• [EXERCISE INSTRUCTIONS]: Reproduce exactly, from the data that follows, the line with "use thiserror::Error;", the line with "const STEEP_LIGHT_THRESHOLD: f32 = 0.99;", and every line that lies between them.

• [THE DATA]:
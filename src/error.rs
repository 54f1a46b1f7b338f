use thiserror::Error;

/// Failures the owner of a shadow map has to act on, typically by retrying with a
/// smaller resolution or by giving up on shadows for the session.
#[derive(Debug, Error)]
pub enum ShadowError {
    #[error("shadow map resolution {requested} exceeds the device limit of {limit}")]
    ResolutionUnsupported { requested: u32, limit: u32 },

    #[error("shadow map array of {requested} layers exceeds the device limit of {limit}")]
    TooManyLayers { requested: u32, limit: u32 },

    #[error("device rejected shadow map allocation ({resolution}x{resolution}, {layers} layer(s)): {message}")]
    ResourceAllocation { resolution: u32, layers: u32, message: String },
}
use glam::{Mat4, Vec3};

const FALLBACK_LIGHT_DIR: Vec3 = Vec3::new(0.4, 0.8, 0.35);
const STEEP_LIGHT_THRESHOLD: f32 = 0.99;
const LIGHT_NEAR_CLIP: f32 = 0.1;

/// Per-cascade result of a light matrix update. Rebuilt every frame, never cached.
#[derive(Debug, Clone, Copy, PartialEq)]
pub struct CascadeData {
    pub light_space_matrix: Mat4,
    /// Far edge of the view-depth range this cascade covers.
    pub split_distance: f32,
    /// Half-extent of the light-space orthographic box.
    pub radius: f32,
}

#[derive(Debug, Clone, Copy, PartialEq)]
pub struct LightMatrix {
    pub light_space_matrix: Mat4,
    pub light_position: Vec3,
    pub radius: f32,
}

/// Normalizes `direction` (scene toward light); zero-length input falls back to a fixed sun angle.
pub fn sanitize_light_direction(direction: Vec3) -> Vec3 {
    let dir = direction.normalize_or_zero();
    if dir.length_squared() < 1e-4 || !dir.is_finite() {
        FALLBACK_LIGHT_DIR.normalize()
    } else {
        dir
    }
}

/// Up vector for the light's look-at basis. World up degenerates when the light is near vertical.
pub fn light_up_vector(light_dir: Vec3) -> Vec3 {
    if light_dir.normalize_or_zero().y.abs() > STEEP_LIGHT_THRESHOLD {
        Vec3::Z
    } else {
        Vec3::Y
    }
}

/// Anchor on the ground plane under the camera, pushed along the horizontal camera
/// forward by `forward_offset * shadow_radius`.
pub fn ground_anchor(
    camera_position: Vec3,
    camera_forward: Option<Vec3>,
    forward_offset: f32,
    shadow_radius: f32,
) -> Vec3 {
    let mut anchor = Vec3::new(camera_position.x, 0.0, camera_position.z);
    if let Some(forward) = camera_forward {
        let flat = Vec3::new(forward.x, 0.0, forward.z).normalize_or_zero();
        anchor += flat * forward_offset * shadow_radius;
    }
    anchor
}

/// Orthographic half-width of a cascade: doubles per cascade, starting at `radius / count`.
pub fn cascade_extent(shadow_radius: f32, cascade_count: usize, cascade_index: usize) -> f32 {
    let count = cascade_count.max(1) as f32;
    (shadow_radius / count) * 2.0f32.powi(cascade_index as i32)
}

/// Light-space transform for an orthographic box of half-width `extent` centred on `anchor`.
pub fn build_light_matrix(light_dir: Vec3, anchor: Vec3, shadow_radius: f32, extent: f32) -> LightMatrix {
    let light_dir = sanitize_light_direction(light_dir);
    let light_position = anchor + light_dir * (shadow_radius * 2.0);
    let view = Mat4::look_at_rh(light_position, anchor, light_up_vector(light_dir));
    let proj = Mat4::orthographic_rh(-extent, extent, -extent, extent, LIGHT_NEAR_CLIP, shadow_radius * 3.0);
    LightMatrix { light_space_matrix: proj * view, light_position, radius: extent }
}

pub fn build_cascade_light_matrix(
    light_dir: Vec3,
    anchor: Vec3,
    shadow_radius: f32,
    cascade_count: usize,
    cascade_index: usize,
) -> LightMatrix {
    let extent = cascade_extent(shadow_radius, cascade_count, cascade_index);
    build_light_matrix(light_dir, anchor, shadow_radius, extent)
}

/// Single-map mode covers the whole shadow radius with one box.
pub fn build_single_light_matrix(light_dir: Vec3, anchor: Vec3, shadow_radius: f32) -> LightMatrix {
    build_light_matrix(light_dir, anchor, shadow_radius, shadow_radius)
}

#[cfg(test)]
mod tests {
    use super::*;

    #[test]
    fn steep_light_switches_up_vector() {
        assert_eq!(light_up_vector(Vec3::new(0.0, 0.995, 0.0)), Vec3::Z);
        assert_eq!(light_up_vector(Vec3::new(0.0, -1.0, 0.0)), Vec3::Z);
        assert_eq!(light_up_vector(Vec3::new(0.5, 0.5, 0.707).normalize()), Vec3::Y);
    }

    #[test]
    fn vertical_light_matrix_is_finite() {
        let light = build_single_light_matrix(Vec3::Y, Vec3::ZERO, 100.0);
        assert!(light.light_space_matrix.is_finite());
        assert_eq!(light.light_position, Vec3::new(0.0, 200.0, 0.0));
    }

    #[test]
    fn anchor_maps_to_clip_center() {
        let anchor = Vec3::new(12.0, 0.0, -4.0);
        let light = build_cascade_light_matrix(Vec3::new(0.3, 0.8, 0.2), anchor, 200.0, 4, 1);
        let clip = light.light_space_matrix.project_point3(anchor);
        assert!(clip.x.abs() < 1e-4 && clip.y.abs() < 1e-4);
        assert!(clip.z > 0.0 && clip.z < 1.0);
    }

    #[test]
    fn extents_double_per_cascade() {
        let extents: Vec<f32> = (0..4).map(|idx| cascade_extent(200.0, 4, idx)).collect();
        assert_eq!(extents, vec![50.0, 100.0, 200.0, 400.0]);
    }

    #[test]
    fn forward_offset_shifts_anchor_horizontally() {
        let anchor = ground_anchor(Vec3::new(1.0, 30.0, 1.0), Some(Vec3::new(0.0, -0.5, -1.0)), 0.5, 100.0);
        assert_eq!(anchor.y, 0.0);
        assert!((anchor.z - (1.0 - 50.0)).abs() < 1e-4);
        assert!((anchor.x - 1.0).abs() < 1e-6);
        let straight_down = ground_anchor(Vec3::new(3.0, 5.0, 4.0), Some(Vec3::NEG_Y), 0.8, 100.0);
        assert_eq!(straight_down, Vec3::new(3.0, 0.0, 4.0));
    }

    #[test]
    fn zero_direction_uses_fallback() {
        let dir = sanitize_light_direction(Vec3::ZERO);
        assert!((dir.length() - 1.0).abs() < 1e-5);
        assert!(dir.y > 0.0);
    }
}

• [EXPECTED ANSWER]:
use thiserror::Error;

/// Failures the owner of a shadow map has to act on, typically by retrying with a
/// smaller resolution or by giving up on shadows for the session.
#[derive(Debug, Error)]
pub enum ShadowError {
    #[error("shadow map resolution {requested} exceeds the device limit of {limit}")]
    ResolutionUnsupported { requested: u32, limit: u32 },

    #[error("shadow map array of {requested} layers exceeds the device limit of {limit}")]
    TooManyLayers { requested: u32, limit: u32 },

    #[error("device rejected shadow map allocation ({resolution}x{resolution}, {layers} layer(s)): {message}")]
    ResourceAllocation { resolution: u32, layers: u32, message: String },
}
use glam::{Mat4, Vec3};

const FALLBACK_LIGHT_DIR: Vec3 = Vec3::new(0.4, 0.8, 0.35);
const STEEP_LIGHT_THRESHOLD: f32 = 0.99;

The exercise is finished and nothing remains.